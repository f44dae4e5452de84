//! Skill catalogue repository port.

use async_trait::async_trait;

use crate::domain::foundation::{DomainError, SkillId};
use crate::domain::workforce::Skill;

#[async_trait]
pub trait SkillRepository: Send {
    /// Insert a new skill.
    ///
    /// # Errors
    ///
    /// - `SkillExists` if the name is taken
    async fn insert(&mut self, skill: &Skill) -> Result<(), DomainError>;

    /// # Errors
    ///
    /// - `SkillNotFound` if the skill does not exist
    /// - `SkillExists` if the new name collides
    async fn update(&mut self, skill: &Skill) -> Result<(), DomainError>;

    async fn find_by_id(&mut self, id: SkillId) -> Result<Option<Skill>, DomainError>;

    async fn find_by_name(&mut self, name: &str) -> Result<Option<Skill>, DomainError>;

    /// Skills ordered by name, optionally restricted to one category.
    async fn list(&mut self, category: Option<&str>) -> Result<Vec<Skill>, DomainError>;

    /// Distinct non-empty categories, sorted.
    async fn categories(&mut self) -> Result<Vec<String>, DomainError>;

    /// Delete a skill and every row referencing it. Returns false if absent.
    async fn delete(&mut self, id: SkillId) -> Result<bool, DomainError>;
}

--

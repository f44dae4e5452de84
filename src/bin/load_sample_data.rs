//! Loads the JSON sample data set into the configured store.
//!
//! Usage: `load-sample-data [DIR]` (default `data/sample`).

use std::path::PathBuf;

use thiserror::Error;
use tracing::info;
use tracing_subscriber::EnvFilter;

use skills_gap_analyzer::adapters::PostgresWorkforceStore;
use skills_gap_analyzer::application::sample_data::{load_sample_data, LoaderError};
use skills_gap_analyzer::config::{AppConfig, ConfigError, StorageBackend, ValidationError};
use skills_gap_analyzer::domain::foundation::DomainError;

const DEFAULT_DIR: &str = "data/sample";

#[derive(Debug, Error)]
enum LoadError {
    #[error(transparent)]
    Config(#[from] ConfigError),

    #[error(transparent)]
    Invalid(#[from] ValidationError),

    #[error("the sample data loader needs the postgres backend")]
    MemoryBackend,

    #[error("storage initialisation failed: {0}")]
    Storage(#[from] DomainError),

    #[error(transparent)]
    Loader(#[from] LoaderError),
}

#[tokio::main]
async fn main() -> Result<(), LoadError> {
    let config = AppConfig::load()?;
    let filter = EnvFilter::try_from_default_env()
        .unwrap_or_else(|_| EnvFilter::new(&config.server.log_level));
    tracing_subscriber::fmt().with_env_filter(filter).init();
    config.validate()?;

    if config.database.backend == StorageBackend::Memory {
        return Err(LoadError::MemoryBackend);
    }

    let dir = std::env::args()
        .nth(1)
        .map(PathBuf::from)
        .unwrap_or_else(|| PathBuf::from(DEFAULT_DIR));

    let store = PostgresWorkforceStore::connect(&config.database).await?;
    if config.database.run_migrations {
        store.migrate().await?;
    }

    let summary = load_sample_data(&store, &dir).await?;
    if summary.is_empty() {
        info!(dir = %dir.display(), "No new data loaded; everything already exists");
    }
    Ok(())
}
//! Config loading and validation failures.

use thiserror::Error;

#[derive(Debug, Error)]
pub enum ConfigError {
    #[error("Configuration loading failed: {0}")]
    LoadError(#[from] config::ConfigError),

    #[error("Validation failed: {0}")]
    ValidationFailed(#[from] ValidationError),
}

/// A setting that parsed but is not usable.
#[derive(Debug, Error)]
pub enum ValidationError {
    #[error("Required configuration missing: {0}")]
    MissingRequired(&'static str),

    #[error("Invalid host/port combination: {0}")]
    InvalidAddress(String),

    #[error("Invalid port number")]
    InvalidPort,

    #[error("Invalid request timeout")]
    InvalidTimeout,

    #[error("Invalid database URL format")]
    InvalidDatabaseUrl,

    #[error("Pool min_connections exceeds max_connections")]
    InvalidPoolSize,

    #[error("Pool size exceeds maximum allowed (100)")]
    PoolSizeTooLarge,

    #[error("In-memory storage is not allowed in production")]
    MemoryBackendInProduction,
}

WORK INSTRUCTION>
Go over the listing above and return each line with "PostgresWorkforceStore".

EXPECTED ANSWER>
use skills_gap_analyzer::adapters::PostgresWorkforceStore;
    let store = PostgresWorkforceStore::connect(&config.database).await?;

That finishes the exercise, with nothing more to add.